А княгиня с уважением склонила голову и произнесла:

-- Порядочно.

И, уже отвернувшись от картины, продолжала:

-- Ну-с, а затем мы к вам неспроста нагрянули так -- четыре амазонки. Приехали взять вас в плен и увезти в рабство, в свое амазонское царство. В самом деле: вы что же это о себе воображаете? Отлично знает, что я от него в двух шагах, и глаз не кажет. За что вы меня вычеркнули из числа своих знакомых, позвольте узнать? а? Обидела я вас чем-нибудь? Так вот уж, кажется, ни сном, ни духом...

Ратомский, сконфуженный, извинился, что "Ледяная царица" берет у него все время...

-- Ах, какой лгун! ах, какой лгун! -- запищали Марья Григорьевна и консерваторка, между тем как Прасковья Никоновна басисто хохотала, тряся двойным подбородком:

-- Выдумщик! вот уж выдумщик.

-- Кроме того, я был не один... состоял в некотором роде на положении сиделки или брата милосердия... у меня на руках была больная, от которой я не мог отойти...

-- Ах какой лгун! ах какой лгун!

-- Выдумщик! выдумщик!

-- И, наконец, у меня был гость, кузен Вольдемар, не мог же я его покинуть... шестьсот лет не видались...

Но княгиня фамильярно коснулась плеча его хлыстом и остановила:

-- Не вывирайтесь, Костенька. Я отлично знаю, что Анны Васильевны вот уже пять дней нет в Коткове...

"То-то ты и прискакала",-- с досадой подумал художник.
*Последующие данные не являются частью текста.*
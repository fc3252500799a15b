// src/handlers/catalog_handler.rs
use actix_web::{web, HttpResponse, Result};
use uuid::Uuid;

use crate::db::helpers::{db_result, insert_result, require_record};
use crate::db::CatalogQueries;
use crate::middleware::auth::Claims;
use crate::models::catalog::{
    CreateMatchRequest, CreatePlayerRequest, CreateTeamRequest, CreateTournamentRequest,
};
use crate::models::common::ApiResponse;
use crate::ok_or_return;

fn invalid(message: String) -> HttpResponse {
    HttpResponse::BadRequest().json(ApiResponse::<()>::error(message))
}

// POST /admin/tournaments
#[tracing::instrument(
    name = "Create tournament",
    skip(catalog, body, claims),
    fields(username = %claims.username)
)]
pub async fn create_tournament(
    catalog: web::Data<CatalogQueries>,
    body: web::Json<CreateTournamentRequest>,
    claims: web::ReqData<Claims>,
) -> Result<HttpResponse> {
    if let Err(message) = body.validate() {
        return Ok(invalid(message));
    }
    let tournament = ok_or_return!(db_result(catalog.create_tournament(&body).await));
    Ok(HttpResponse::Created().json(ApiResponse::success("Tournament created", tournament)))
}

// GET /api/tournaments/{id}
pub async fn get_tournament(
    catalog: web::Data<CatalogQueries>,
    path: web::Path<Uuid>,
) -> Result<HttpResponse> {
    let tournament = ok_or_return!(require_record(
        catalog.get_tournament(path.into_inner()).await,
        "Tournament not found"
    ));
    Ok(HttpResponse::Ok().json(ApiResponse::success("Tournament found", tournament)))
}

// POST /admin/matches
#[tracing::instrument(
    name = "Create match",
    skip(catalog, body, claims),
    fields(username = %claims.username, tournament_id = %body.tournament_id)
)]
pub async fn create_match(
    catalog: web::Data<CatalogQueries>,
    body: web::Json<CreateMatchRequest>,
    claims: web::ReqData<Claims>,
) -> Result<HttpResponse> {
    if let Err(message) = body.validate() {
        return Ok(invalid(message));
    }
    let fixture = ok_or_return!(insert_result(catalog.create_match(&body).await));
    Ok(HttpResponse::Created().json(ApiResponse::success("Match created", fixture)))
}

// GET /api/matches/{id}
pub async fn get_match(
    catalog: web::Data<CatalogQueries>,
    path: web::Path<Uuid>,
) -> Result<HttpResponse> {
    let fixture = ok_or_return!(require_record(
        catalog.get_match(path.into_inner()).await,
        "Match not found"
    ));
    Ok(HttpResponse::Ok().json(ApiResponse::success("Match found", fixture)))
}

// DELETE /admin/matches/{id}
#[tracing::instrument(name = "Delete match", skip(catalog, claims), fields(username = %claims.username))]
pub async fn delete_match(
    catalog: web::Data<CatalogQueries>,
    path: web::Path<Uuid>,
    claims: web::ReqData<Claims>,
) -> Result<HttpResponse> {
    let match_id = path.into_inner();
    if ok_or_return!(db_result(catalog.delete_match(match_id).await)) {
        tracing::info!("Deleted match {} with its participants and scores", match_id);
        Ok(HttpResponse::NoContent().finish())
    } else {
        Ok(HttpResponse::NotFound().json(ApiResponse::<()>::error("Match not found")))
    }
}

// POST /admin/teams
pub async fn create_team(
    catalog: web::Data<CatalogQueries>,
    body: web::Json<CreateTeamRequest>,
) -> Result<HttpResponse> {
    if let Err(message) = body.validate() {
        return Ok(invalid(message));
    }
    let team = ok_or_return!(db_result(catalog.create_team(&body).await));
    Ok(HttpResponse::Created().json(ApiResponse::success("Team created", team)))
}

// GET /api/teams/{id}
pub async fn get_team(
    catalog: web::Data<CatalogQueries>,
    path: web::Path<Uuid>,
) -> Result<HttpResponse> {
    let team = ok_or_return!(require_record(
        catalog.get_team(path.into_inner()).await,
        "Team not found"
    ));
    Ok(HttpResponse::Ok().json(ApiResponse::success("Team found", team)))
}

// POST /admin/players
pub async fn create_player(
    catalog: web::Data<CatalogQueries>,
    body: web::Json<CreatePlayerRequest>,
) -> Result<HttpResponse> {
    if let Err(message) = body.validate() {
        return Ok(invalid(message));
    }
    let player = ok_or_return!(insert_result(catalog.create_player(&body).await));
    Ok(HttpResponse::Created().json(ApiResponse::success("Player created", player)))
}

// GET /api/players/{id}
pub async fn get_player(
    catalog: web::Data<CatalogQueries>,
    path: web::Path<Uuid>,
) -> Result<HttpResponse> {
    let player = ok_or_return!(require_record(
        catalog.get_player(path.into_inner()).await,
        "Player not found"
    ));
    Ok(HttpResponse::Ok().json(ApiResponse::success("Player found", player)))
}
-- А с вашим кузеном Вольдемаром мы знакомы, и, следовательно, вы прекрасно могли приехать ко мне вместе с ним... То-то! Поступают так с друзьями порядочные люди? а? Погодите вы у меня! ужо будем дома -- я вас!.. Как вашего седобородого стража зовут? Иезекииль, что ли? Позови-ка его, Маша.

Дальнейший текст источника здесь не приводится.